Tuesday, January 20, 2015

The big 2014 cleanup (abridged) (part 2)


Since I still have many movies of 2014 to write about and it's now 2015 and all that biz, I'm going to take a speed dating/hot dog eating contest/Irish exit from the keg party hit-it-and-quit-it approach to the remaining films I saw in a theater and give my one- or two- or three- or four-sentence appraisal of the ones my procrastinating ways neglected. Here's the second of a few batches.

Beyond the Valley of the Dolls (Russ Meyer)
Everything I said about Meyer's Up! in the last post applies here, too, except the budget is a lot higher, there's not as much sex (though this is a bit like saying there's not as much tin foil in the world's biggest ball of tin foil because you took off five or six pieces of tin foil), there's a lot more rock and pop music, the satirical target is Hollywood instead of rednecks and Nazis, the tone is darker and more perverse yet it feels more accessible to a general audience, and the montage editing is even zippier and more reminiscent of comic books and classic cartoons. Roger Ebert's screenplay is so funny, so weird (sample line of dialogue: "You will drink the black sperm of my vengeance!"), and so innately attuned to the midnight-movie/cult/exploitation mindset that it's odd how much of a blind spot he had for those kinds of films as a critic, regularly panning some of the best and most notable psychotronic-oddball-freakout-cult-weirdo-drive-in-B-movie movies.

Je t'aime, je t'aime (Alain Resnais)
We lost Alain Resnais last year, which is sad not only because he's emblematic of an artistic generation that is slowly but steadily leaving this astral plane, but also because he was still making great movies. However, the death of an old man is not a tragedy, to paraphrase another deceased old man, and Resnais left an astounding body of work, of which this restored 1968 film is a solid example. Je t'aime, je t'aime is a melancholy piece of science fiction about the tense but symbiotic relationship between memory and narrative, and how we move around the fragments of our memories to create the stories of our lives.

Life Itself (Steve James)
Speaking of Ebert, this documentary about his life from the talented Chicago-based filmmaker Steve James (Hoop Dreams) is a little too uncritically fond of its subject and uses an effective but fairly conventional mixture of fly-on-the-wall and talking-heads interview footage, but otherwise is a funny, entertaining, and moving portrait of a guy who was a lot of things: a small-town Illinois son of working class liberal Catholics, a Chicago newspaperman, a movie lover, a critic, a popular TV personality, an arrogant clown, a recovering alcoholic, a husband, a screenwriter for Russ Meyer, a cancer survivor, and a sick man nearing the end of his life. Ebert let James film him in personal, unflattering, and difficult circumstances, and this film's greatest value is in its honest and compassionate look at subjects people in this country love to avoid: illness, aging, and dying.

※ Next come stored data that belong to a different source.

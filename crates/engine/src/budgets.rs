//! Monthly spending caps per expense category.
//!
//! A budget is advisory: it never blocks a transaction or a transfer. The
//! spend shown next to a cap is derived from the ledger at read time.

use sea_orm::entity::prelude::*;

use crate::Money;

#[derive(Clone, Debug, PartialEq, DeriveEntityModel)]
#[sea_orm(table_name = "budgets")]
pub struct Model {
    #[sea_orm(primary_key)]
    pub id: i64,
    pub account_id: i64,
    pub category_id: i64,
    pub year: i32,
    pub month: i32,
    pub cap_minor: i64,
}

#[derive(Copy, Clone, Debug, EnumIter, DeriveRelation)]
pub enum Relation {
    #[sea_orm(
        belongs_to = "super::accounts::Entity",
        from = "Column::AccountId",
        to = "super::accounts::Column::Id",
        on_update = "NoAction",
        on_delete = "Cascade"
    )]
    Account,
    #[sea_orm(
        belongs_to = "super::categories::Entity",
        from = "Column::CategoryId",
        to = "super::categories::Column::Id",
        on_update = "NoAction",
        on_delete = "Cascade"
    )]
    Category,
}

impl Related<super::accounts::Entity> for Entity {
    fn to() -> RelationDef {
        Relation::Account.def()
    }
}

impl Related<super::categories::Entity> for Entity {
    fn to() -> RelationDef {
        Relation::Category.def()
    }
}

impl ActiveModelBehavior for ActiveModel {}

/// A cap resolved to its category name, with the month-to-date spend.
#[derive(Clone, Debug, PartialEq)]
pub struct BudgetStatus {
    pub category: String,
    pub year: i32,
    pub month: u32,
    pub cap: Money,
    pub spent: Money,
}
//! Account row used by the auth middleware, plus the balance endpoint.

use api_types::account::BalanceResponse;
use axum::{Extension, Json, extract::State};
use sea_orm::entity::prelude::*;

use crate::{ServerError, server::ServerState};

#[derive(Clone, Debug, PartialEq, DeriveEntityModel, Eq)]
#[sea_orm(table_name = "accounts")]
pub struct Model {
    #[sea_orm(primary_key)]
    pub id: i64,
    pub username: String,
    pub password: String,
    pub display_name: String,
    pub created_at: DateTimeUtc,
    pub lock_generation: i64,
}

#[derive(Copy, Clone, Debug, EnumIter, DeriveRelation)]
pub enum Relation {}

impl ActiveModelBehavior for ActiveModel {}

/// Current balance of the authenticated account.
pub async fn balance(
    Extension(account): Extension<Model>,
    State(state): State<ServerState>,
) -> Result<Json<BalanceResponse>, ServerError> {
    let balance = state.engine.balance_of(account.id).await?;

    Ok(Json(BalanceResponse {
        balance_minor: balance.minor(),
    }))
}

Boyhood (Richard Linklater)
I really loved this movie, despite some nitpicky quibbles with the occasional line of dialogue, but I feel like I don't have anything to say about it at the moment, now that it's nominated for a bunch of Oscars and won some Golden Globes and was at or near the top of a ton of best-of-2014 lists. I hope the film's virtues don't get lost in a sea of hype and overpraise and the inevitable backlash, and I'm sympathetic to a few detractors who put forth the idea that a film focusing on the sister or the mother instead of the son would have been more worthwhile. (I want all three of those movies to exist, if I could have my way.) At the risk of adding my enthusiasm and praise to an already giant and ever-growing pile, I'm really impressed and touched by what Linklater's done here. There's a lot of beauty and sadness and warmth in seeing these characters and the actors who play them age 12 years onscreen. I like how Linklater focuses, mostly, on the small moments that actually define and shape our lives, instead of the big events that mostly don't. Even though it's his longest film, it feels like one of his most focused, pared to its essentials. Films nominated for the big awards, even the really good ones, always get more attention than they deserve, but I'm glad this one's chiseled through. It's actually about people and living and the passage of time, and not the usual Oscar staples like American exceptionalism, self-congratulatory celebrity backslapping, insincere and mawkish inspirational uplift, middlebrow art-as-display-case, the Cliff's Notes lives of notable famous people (aka the parade of indistinguishable biopics), the noble terminally ill/disabled/no-makeup/prosthetic-nosed tragic hero who overcomes obstacles, bloodless literary adaptations, etc.